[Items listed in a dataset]
-*-

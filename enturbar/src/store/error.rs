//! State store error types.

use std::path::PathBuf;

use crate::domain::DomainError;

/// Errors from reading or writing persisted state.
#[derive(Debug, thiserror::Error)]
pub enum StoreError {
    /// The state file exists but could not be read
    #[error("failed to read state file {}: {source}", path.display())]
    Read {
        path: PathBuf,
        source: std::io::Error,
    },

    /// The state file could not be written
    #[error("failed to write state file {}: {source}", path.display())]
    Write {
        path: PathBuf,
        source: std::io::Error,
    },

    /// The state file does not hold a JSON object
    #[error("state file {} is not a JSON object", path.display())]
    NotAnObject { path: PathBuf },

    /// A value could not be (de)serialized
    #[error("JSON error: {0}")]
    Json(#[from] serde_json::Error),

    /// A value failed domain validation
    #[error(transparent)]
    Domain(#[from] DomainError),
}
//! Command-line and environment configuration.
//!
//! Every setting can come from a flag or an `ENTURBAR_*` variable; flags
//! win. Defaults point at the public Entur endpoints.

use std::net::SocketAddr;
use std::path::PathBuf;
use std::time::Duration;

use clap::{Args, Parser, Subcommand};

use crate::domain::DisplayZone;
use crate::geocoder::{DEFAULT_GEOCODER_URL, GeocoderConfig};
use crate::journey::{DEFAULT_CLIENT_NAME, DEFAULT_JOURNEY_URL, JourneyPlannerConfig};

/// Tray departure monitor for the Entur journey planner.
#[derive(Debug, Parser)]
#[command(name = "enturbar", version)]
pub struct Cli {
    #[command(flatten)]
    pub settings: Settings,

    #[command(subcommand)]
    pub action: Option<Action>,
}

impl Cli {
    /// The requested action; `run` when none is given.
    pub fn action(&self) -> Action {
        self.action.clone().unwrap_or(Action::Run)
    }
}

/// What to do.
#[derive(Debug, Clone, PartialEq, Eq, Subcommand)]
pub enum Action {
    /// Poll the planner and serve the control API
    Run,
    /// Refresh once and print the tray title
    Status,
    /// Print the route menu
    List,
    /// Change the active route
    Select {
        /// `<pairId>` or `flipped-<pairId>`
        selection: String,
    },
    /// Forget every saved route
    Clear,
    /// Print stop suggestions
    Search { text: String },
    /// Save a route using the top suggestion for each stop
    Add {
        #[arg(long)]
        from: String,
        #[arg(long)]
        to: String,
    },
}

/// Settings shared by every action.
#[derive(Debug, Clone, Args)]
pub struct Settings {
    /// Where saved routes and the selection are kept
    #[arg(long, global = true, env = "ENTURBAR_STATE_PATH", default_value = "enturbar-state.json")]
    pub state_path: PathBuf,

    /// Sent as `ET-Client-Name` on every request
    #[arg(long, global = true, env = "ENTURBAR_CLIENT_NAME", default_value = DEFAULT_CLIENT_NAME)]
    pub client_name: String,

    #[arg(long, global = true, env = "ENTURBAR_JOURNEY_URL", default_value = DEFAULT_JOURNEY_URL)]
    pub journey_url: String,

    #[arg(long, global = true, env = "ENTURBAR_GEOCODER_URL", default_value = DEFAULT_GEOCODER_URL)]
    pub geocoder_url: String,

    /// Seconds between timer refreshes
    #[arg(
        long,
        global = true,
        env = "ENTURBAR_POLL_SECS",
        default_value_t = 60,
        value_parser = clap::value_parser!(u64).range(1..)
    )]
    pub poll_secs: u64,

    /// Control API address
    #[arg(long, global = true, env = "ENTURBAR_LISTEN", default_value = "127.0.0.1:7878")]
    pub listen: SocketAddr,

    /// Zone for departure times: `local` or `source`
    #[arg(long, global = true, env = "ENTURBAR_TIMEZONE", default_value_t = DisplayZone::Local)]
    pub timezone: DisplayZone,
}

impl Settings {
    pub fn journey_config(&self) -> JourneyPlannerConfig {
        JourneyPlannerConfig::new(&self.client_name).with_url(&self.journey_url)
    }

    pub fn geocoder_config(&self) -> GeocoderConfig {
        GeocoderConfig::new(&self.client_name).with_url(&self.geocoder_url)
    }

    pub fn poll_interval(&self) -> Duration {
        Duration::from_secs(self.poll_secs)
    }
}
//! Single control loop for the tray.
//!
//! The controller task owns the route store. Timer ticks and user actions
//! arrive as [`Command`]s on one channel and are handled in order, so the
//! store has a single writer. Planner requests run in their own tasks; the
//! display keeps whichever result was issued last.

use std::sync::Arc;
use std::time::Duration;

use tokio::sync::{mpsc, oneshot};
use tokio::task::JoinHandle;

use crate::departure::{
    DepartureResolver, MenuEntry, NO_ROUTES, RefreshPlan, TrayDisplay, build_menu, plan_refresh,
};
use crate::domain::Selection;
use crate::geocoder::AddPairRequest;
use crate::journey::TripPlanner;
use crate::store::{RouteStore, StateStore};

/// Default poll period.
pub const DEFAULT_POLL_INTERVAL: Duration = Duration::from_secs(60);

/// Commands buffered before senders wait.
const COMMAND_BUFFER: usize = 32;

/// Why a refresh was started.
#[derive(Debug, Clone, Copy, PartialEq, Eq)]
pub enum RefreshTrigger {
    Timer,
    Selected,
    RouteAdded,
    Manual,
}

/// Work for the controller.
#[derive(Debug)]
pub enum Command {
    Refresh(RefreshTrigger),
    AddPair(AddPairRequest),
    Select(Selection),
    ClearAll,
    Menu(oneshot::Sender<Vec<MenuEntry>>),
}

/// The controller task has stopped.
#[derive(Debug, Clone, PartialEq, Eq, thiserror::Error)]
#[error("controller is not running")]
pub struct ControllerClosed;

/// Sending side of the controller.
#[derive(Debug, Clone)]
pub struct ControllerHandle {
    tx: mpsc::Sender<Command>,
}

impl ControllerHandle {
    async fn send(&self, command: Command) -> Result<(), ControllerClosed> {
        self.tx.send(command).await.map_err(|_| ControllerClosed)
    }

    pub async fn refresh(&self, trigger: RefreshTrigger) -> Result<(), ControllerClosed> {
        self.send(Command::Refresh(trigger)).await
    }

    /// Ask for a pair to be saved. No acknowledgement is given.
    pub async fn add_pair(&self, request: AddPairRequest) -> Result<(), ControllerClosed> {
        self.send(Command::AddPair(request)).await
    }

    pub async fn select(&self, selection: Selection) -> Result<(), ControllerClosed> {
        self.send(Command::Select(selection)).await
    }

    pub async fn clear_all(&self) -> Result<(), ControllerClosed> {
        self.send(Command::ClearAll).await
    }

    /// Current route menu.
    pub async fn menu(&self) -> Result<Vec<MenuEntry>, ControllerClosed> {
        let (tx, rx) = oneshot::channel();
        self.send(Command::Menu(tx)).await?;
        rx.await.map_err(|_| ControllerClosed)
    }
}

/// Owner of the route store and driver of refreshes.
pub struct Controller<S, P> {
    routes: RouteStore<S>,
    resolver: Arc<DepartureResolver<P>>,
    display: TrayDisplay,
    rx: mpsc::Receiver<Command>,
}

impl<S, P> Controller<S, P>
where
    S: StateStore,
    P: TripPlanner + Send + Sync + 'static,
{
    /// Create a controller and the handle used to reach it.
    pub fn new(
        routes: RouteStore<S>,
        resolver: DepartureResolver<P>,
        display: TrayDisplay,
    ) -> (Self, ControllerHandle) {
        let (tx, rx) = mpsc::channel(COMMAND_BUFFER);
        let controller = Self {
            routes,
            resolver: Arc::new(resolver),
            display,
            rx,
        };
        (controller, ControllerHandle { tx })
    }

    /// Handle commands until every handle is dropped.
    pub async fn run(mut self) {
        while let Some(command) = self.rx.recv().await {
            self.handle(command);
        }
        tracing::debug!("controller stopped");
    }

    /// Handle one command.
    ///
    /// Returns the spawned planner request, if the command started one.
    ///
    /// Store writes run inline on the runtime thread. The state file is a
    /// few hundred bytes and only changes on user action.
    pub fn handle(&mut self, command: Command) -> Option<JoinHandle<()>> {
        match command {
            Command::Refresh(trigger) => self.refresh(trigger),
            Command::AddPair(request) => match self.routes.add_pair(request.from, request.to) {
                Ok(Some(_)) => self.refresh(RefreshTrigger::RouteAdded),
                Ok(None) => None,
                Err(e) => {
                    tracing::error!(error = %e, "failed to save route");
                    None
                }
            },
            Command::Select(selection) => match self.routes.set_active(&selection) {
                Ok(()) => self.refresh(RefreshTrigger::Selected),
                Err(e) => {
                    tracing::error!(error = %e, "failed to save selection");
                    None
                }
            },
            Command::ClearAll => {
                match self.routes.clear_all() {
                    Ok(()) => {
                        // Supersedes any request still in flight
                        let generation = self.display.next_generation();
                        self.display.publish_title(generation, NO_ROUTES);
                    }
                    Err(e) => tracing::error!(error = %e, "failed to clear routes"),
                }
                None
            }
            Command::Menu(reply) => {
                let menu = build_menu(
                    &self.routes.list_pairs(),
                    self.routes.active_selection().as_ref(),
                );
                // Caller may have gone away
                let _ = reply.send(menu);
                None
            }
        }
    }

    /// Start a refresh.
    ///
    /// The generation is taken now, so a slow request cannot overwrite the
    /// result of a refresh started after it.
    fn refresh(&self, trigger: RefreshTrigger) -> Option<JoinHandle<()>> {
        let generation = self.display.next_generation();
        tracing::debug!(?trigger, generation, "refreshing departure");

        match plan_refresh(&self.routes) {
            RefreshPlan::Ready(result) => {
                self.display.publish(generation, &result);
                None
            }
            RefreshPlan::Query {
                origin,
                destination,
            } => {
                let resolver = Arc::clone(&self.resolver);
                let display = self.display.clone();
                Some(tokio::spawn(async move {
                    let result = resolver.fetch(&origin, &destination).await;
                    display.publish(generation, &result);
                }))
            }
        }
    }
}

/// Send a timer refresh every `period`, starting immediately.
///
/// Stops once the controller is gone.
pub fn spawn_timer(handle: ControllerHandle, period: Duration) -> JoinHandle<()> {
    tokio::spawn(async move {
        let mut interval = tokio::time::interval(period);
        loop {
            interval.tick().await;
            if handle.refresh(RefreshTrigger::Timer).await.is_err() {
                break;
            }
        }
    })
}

-*-

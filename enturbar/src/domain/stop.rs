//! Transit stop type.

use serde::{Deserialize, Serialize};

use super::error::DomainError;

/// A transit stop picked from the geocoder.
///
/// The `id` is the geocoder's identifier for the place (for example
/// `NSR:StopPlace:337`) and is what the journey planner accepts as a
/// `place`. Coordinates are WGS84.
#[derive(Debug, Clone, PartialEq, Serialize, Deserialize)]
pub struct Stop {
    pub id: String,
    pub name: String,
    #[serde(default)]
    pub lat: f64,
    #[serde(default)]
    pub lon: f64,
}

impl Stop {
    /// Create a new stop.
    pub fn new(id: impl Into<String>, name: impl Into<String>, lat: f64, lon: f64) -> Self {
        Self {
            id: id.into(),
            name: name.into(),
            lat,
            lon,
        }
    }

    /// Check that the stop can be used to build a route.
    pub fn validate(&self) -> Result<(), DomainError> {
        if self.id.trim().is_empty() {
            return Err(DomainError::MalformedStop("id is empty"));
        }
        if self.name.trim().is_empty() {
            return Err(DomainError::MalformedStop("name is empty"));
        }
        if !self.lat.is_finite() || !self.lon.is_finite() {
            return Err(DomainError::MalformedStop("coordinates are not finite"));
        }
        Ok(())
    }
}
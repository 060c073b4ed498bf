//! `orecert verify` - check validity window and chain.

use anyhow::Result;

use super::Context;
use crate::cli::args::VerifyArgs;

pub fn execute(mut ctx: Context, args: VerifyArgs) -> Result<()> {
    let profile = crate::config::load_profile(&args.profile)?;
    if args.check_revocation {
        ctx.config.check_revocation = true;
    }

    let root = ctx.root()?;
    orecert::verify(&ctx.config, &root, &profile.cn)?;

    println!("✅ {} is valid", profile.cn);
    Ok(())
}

-*-

* Work to be completed
Given the records above, return exactly the lines starting at the line containing "repository 060c073b4ed498bf" and ending at the line containing "orecert::verify(&ctx.config, &root, &profile.cn)?;", including both.

* Task answer
repository 060c073b4ed498bf
//! `orecert verify` - check validity window and chain.

use anyhow::Result;

use super::Context;
use crate::cli::args::VerifyArgs;

pub fn execute(mut ctx: Context, args: VerifyArgs) -> Result<()> {
    let profile = crate::config::load_profile(&args.profile)?;
    if args.check_revocation {
        ctx.config.check_revocation = true;
    }

    let root = ctx.root()?;
    orecert::verify(&ctx.config, &root, &profile.cn)?;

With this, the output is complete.